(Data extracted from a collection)

- - - - -

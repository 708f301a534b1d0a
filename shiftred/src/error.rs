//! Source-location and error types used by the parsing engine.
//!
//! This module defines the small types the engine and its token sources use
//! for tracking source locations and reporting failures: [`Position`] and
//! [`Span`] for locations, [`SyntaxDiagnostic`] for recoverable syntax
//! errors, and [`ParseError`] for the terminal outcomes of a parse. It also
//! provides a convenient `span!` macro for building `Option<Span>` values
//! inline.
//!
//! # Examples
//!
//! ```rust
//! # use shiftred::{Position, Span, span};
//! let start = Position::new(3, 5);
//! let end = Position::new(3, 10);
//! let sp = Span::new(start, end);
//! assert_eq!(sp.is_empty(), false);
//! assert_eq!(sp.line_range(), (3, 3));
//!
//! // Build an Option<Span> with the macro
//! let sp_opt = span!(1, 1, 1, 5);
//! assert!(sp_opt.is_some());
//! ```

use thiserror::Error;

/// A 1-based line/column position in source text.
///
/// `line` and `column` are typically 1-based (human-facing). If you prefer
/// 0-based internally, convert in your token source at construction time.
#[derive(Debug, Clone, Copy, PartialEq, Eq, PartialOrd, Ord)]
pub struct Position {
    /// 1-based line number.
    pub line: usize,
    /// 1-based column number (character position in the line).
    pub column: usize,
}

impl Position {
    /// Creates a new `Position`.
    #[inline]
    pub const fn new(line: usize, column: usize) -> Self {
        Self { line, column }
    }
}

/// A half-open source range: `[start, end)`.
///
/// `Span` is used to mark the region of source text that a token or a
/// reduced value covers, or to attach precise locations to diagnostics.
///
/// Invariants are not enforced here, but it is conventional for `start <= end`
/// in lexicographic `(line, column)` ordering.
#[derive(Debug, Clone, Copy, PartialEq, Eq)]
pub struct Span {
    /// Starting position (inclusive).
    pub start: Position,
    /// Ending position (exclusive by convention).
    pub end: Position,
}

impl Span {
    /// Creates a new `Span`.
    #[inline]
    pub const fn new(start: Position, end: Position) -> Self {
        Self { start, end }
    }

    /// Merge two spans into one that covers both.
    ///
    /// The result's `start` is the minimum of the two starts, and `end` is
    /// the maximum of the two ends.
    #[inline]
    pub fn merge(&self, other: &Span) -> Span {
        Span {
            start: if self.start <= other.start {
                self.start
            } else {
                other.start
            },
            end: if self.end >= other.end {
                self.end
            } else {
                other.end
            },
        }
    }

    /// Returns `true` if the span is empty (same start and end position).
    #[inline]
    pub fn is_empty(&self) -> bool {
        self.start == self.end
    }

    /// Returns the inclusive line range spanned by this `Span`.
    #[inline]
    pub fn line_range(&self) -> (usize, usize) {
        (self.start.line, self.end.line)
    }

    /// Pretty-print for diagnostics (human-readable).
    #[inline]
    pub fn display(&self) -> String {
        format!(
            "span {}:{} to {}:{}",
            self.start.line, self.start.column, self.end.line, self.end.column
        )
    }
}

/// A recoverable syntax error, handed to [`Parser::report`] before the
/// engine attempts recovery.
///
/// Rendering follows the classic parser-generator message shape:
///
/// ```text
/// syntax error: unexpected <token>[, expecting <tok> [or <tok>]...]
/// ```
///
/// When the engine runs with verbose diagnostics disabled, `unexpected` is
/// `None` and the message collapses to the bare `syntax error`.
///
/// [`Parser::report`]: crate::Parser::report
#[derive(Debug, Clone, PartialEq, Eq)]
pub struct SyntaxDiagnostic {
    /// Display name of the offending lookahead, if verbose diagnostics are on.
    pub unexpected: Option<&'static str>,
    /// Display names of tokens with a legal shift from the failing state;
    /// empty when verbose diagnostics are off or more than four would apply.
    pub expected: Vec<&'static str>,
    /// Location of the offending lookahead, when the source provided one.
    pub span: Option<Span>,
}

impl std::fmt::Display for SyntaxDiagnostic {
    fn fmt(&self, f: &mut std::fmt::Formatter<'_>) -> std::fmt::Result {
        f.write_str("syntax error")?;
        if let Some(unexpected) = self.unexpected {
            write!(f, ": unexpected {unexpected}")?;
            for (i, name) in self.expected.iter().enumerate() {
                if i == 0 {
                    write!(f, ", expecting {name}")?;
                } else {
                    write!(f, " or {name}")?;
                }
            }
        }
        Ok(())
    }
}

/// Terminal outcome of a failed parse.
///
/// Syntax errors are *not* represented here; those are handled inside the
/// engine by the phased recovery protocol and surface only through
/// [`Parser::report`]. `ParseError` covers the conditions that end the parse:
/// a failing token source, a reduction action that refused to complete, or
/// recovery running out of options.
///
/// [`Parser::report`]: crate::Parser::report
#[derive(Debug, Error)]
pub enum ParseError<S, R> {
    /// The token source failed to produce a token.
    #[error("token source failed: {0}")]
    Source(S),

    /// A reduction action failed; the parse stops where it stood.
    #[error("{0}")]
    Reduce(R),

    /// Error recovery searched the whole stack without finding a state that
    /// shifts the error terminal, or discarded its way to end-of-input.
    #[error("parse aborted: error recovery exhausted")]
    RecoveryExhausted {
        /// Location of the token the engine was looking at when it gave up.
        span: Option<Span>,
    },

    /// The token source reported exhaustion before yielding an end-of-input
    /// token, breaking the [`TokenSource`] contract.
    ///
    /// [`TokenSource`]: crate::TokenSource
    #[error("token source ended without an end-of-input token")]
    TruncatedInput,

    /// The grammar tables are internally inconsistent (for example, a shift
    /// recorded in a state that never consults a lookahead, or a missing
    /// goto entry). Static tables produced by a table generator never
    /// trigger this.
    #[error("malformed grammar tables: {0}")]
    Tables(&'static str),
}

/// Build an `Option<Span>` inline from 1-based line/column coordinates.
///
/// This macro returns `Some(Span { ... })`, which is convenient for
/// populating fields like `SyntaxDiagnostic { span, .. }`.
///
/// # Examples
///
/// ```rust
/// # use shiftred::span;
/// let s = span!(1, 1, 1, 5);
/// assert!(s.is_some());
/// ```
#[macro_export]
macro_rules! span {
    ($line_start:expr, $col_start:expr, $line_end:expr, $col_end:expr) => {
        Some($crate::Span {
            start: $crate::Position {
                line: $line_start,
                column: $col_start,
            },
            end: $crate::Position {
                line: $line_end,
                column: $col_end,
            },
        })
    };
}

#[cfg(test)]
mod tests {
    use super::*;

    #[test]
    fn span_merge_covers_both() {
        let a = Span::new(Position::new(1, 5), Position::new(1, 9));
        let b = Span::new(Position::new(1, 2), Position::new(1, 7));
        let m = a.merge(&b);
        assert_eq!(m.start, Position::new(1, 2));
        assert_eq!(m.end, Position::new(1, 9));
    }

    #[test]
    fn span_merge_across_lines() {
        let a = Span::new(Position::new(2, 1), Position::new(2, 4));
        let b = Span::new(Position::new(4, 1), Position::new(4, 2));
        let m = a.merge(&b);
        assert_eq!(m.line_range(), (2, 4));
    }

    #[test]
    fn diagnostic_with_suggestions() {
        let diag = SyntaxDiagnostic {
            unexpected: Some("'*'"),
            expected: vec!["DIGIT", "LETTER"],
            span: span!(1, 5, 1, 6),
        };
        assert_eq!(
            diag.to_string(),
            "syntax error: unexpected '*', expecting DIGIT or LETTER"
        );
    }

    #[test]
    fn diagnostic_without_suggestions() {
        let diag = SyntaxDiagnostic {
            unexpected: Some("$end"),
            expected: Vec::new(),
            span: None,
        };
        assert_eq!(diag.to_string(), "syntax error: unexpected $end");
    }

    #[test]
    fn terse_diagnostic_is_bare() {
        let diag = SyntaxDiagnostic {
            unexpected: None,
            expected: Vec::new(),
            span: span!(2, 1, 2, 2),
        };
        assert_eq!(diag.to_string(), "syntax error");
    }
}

- - - - -

Exactly as given, repeat each line above.

» **TASK ANSWER**
repository 708f301a534b1d0a
filename shiftred/src/error.rs
//! Source-location and error types used by the parsing engine.
//!
//! This module defines the small types the engine and its token sources use
//! for tracking source locations and reporting failures: [`Position`] and
//! [`Span`] for locations, [`SyntaxDiagnostic`] for recoverable syntax
//! errors, and [`ParseError`] for the terminal outcomes of a parse. It also
//! provides a convenient `span!` macro for building `Option<Span>` values
//! inline.
//!
//! # Examples
//!
//! ```rust
//! # use shiftred::{Position, Span, span};
//! let start = Position::new(3, 5);
//! let end = Position::new(3, 10);
//! let sp = Span::new(start, end);
//! assert_eq!(sp.is_empty(), false);
//! assert_eq!(sp.line_range(), (3, 3));
//!
//! // Build an Option<Span> with the macro
//! let sp_opt = span!(1, 1, 1, 5);
//! assert!(sp_opt.is_some());
//! ```

use thiserror::Error;

/// A 1-based line/column position in source text.
///
/// `line` and `column` are typically 1-based (human-facing). If you prefer
/// 0-based internally, convert in your token source at construction time.
#[derive(Debug, Clone, Copy, PartialEq, Eq, PartialOrd, Ord)]
pub struct Position {
    /// 1-based line number.
    pub line: usize,
    /// 1-based column number (character position in the line).
    pub column: usize,
}

impl Position {
    /// Creates a new `Position`.
    #[inline]
    pub const fn new(line: usize, column: usize) -> Self {
        Self { line, column }
    }
}

/// A half-open source range: `[start, end)`.
///
/// `Span` is used to mark the region of source text that a token or a
/// reduced value covers, or to attach precise locations to diagnostics.
///
/// Invariants are not enforced here, but it is conventional for `start <= end`
/// in lexicographic `(line, column)` ordering.
#[derive(Debug, Clone, Copy, PartialEq, Eq)]
pub struct Span {
    /// Starting position (inclusive).
    pub start: Position,
    /// Ending position (exclusive by convention).
    pub end: Position,
}

impl Span {
    /// Creates a new `Span`.
    #[inline]
    pub const fn new(start: Position, end: Position) -> Self {
        Self { start, end }
    }

    /// Merge two spans into one that covers both.
    ///
    /// The result's `start` is the minimum of the two starts, and `end` is
    /// the maximum of the two ends.
    #[inline]
    pub fn merge(&self, other: &Span) -> Span {
        Span {
            start: if self.start <= other.start {
                self.start
            } else {
                other.start
            },
            end: if self.end >= other.end {
                self.end
            } else {
                other.end
            },
        }
    }

    /// Returns `true` if the span is empty (same start and end position).
    #[inline]
    pub fn is_empty(&self) -> bool {
        self.start == self.end
    }

    /// Returns the inclusive line range spanned by this `Span`.
    #[inline]
    pub fn line_range(&self) -> (usize, usize) {
        (self.start.line, self.end.line)
    }

    /// Pretty-print for diagnostics (human-readable).
    #[inline]
    pub fn display(&self) -> String {
        format!(
            "span {}:{} to {}:{}",
            self.start.line, self.start.column, self.end.line, self.end.column
        )
    }
}

/// A recoverable syntax error, handed to [`Parser::report`] before the
/// engine attempts recovery.
///
/// Rendering follows the classic parser-generator message shape:
///
/// ```text
/// syntax error: unexpected <token>[, expecting <tok> [or <tok>]...]
/// ```
///
/// When the engine runs with verbose diagnostics disabled, `unexpected` is
/// `None` and the message collapses to the bare `syntax error`.
///
/// [`Parser::report`]: crate::Parser::report
#[derive(Debug, Clone, PartialEq, Eq)]
pub struct SyntaxDiagnostic {
    /// Display name of the offending lookahead, if verbose diagnostics are on.
    pub unexpected: Option<&'static str>,
    /// Display names of tokens with a legal shift from the failing state;
    /// empty when verbose diagnostics are off or more than four would apply.
    pub expected: Vec<&'static str>,
    /// Location of the offending lookahead, when the source provided one.
    pub span: Option<Span>,
}

impl std::fmt::Display for SyntaxDiagnostic {
    fn fmt(&self, f: &mut std::fmt::Formatter<'_>) -> std::fmt::Result {
        f.write_str("syntax error")?;
        if let Some(unexpected) = self.unexpected {
            write!(f, ": unexpected {unexpected}")?;
            for (i, name) in self.expected.iter().enumerate() {
                if i == 0 {
                    write!(f, ", expecting {name}")?;
                } else {
                    write!(f, " or {name}")?;
                }
            }
        }
        Ok(())
    }
}

/// Terminal outcome of a failed parse.
///
/// Syntax errors are *not* represented here; those are handled inside the
/// engine by the phased recovery protocol and surface only through
/// [`Parser::report`]. `ParseError` covers the conditions that end the parse:
/// a failing token source, a reduction action that refused to complete, or
/// recovery running out of options.
///
/// [`Parser::report`]: crate::Parser::report
#[derive(Debug, Error)]
pub enum ParseError<S, R> {
    /// The token source failed to produce a token.
    #[error("token source failed: {0}")]
    Source(S),

    /// A reduction action failed; the parse stops where it stood.
    #[error("{0}")]
    Reduce(R),

    /// Error recovery searched the whole stack without finding a state that
    /// shifts the error terminal, or discarded its way to end-of-input.
    #[error("parse aborted: error recovery exhausted")]
    RecoveryExhausted {
        /// Location of the token the engine was looking at when it gave up.
        span: Option<Span>,
    },

    /// The token source reported exhaustion before yielding an end-of-input
    /// token, breaking the [`TokenSource`] contract.
    ///
    /// [`TokenSource`]: crate::TokenSource
    #[error("token source ended without an end-of-input token")]
    TruncatedInput,

    /// The grammar tables are internally inconsistent (for example, a shift
    /// recorded in a state that never consults a lookahead, or a missing
    /// goto entry). Static tables produced by a table generator never
    /// trigger this.
    #[error("malformed grammar tables: {0}")]
    Tables(&'static str),
}

/// Build an `Option<Span>` inline from 1-based line/column coordinates.
///
/// This macro returns `Some(Span { ... })`, which is convenient for
/// populating fields like `SyntaxDiagnostic { span, .. }`.
///
/// # Examples
///
/// ```rust
/// # use shiftred::span;
/// let s = span!(1, 1, 1, 5);
/// assert!(s.is_some());
/// ```
#[macro_export]
macro_rules! span {
    ($line_start:expr, $col_start:expr, $line_end:expr, $col_end:expr) => {
        Some($crate::Span {
            start: $crate::Position {
                line: $line_start,
                column: $col_start,
            },
            end: $crate::Position {
                line: $line_end,
                column: $col_end,
            },
        })
    };
}

#[cfg(test)]
mod tests {
    use super::*;

    #[test]
    fn span_merge_covers_both() {
        let a = Span::new(Position::new(1, 5), Position::new(1, 9));
        let b = Span::new(Position::new(1, 2), Position::new(1, 7));
        let m = a.merge(&b);
        assert_eq!(m.start, Position::new(1, 2));
        assert_eq!(m.end, Position::new(1, 9));
    }

    #[test]
    fn span_merge_across_lines() {
        let a = Span::new(Position::new(2, 1), Position::new(2, 4));
        let b = Span::new(Position::new(4, 1), Position::new(4, 2));
        let m = a.merge(&b);
        assert_eq!(m.line_range(), (2, 4));
    }

    #[test]
    fn diagnostic_with_suggestions() {
        let diag = SyntaxDiagnostic {
            unexpected: Some("'*'"),
            expected: vec!["DIGIT", "LETTER"],
            span: span!(1, 5, 1, 6),
        };
        assert_eq!(
            diag.to_string(),
            "syntax error: unexpected '*', expecting DIGIT or LETTER"
        );
    }

    #[test]
    fn diagnostic_without_suggestions() {
        let diag = SyntaxDiagnostic {
            unexpected: Some("$end"),
            expected: Vec::new(),
            span: None,
        };
        assert_eq!(diag.to_string(), "syntax error: unexpected $end");
    }

    #[test]
    fn terse_diagnostic_is_bare() {
        let diag = SyntaxDiagnostic {
            unexpected: None,
            expected: Vec::new(),
            span: span!(2, 1, 2, 2),
        };
        assert_eq!(diag.to_string(), "syntax error");
    }
}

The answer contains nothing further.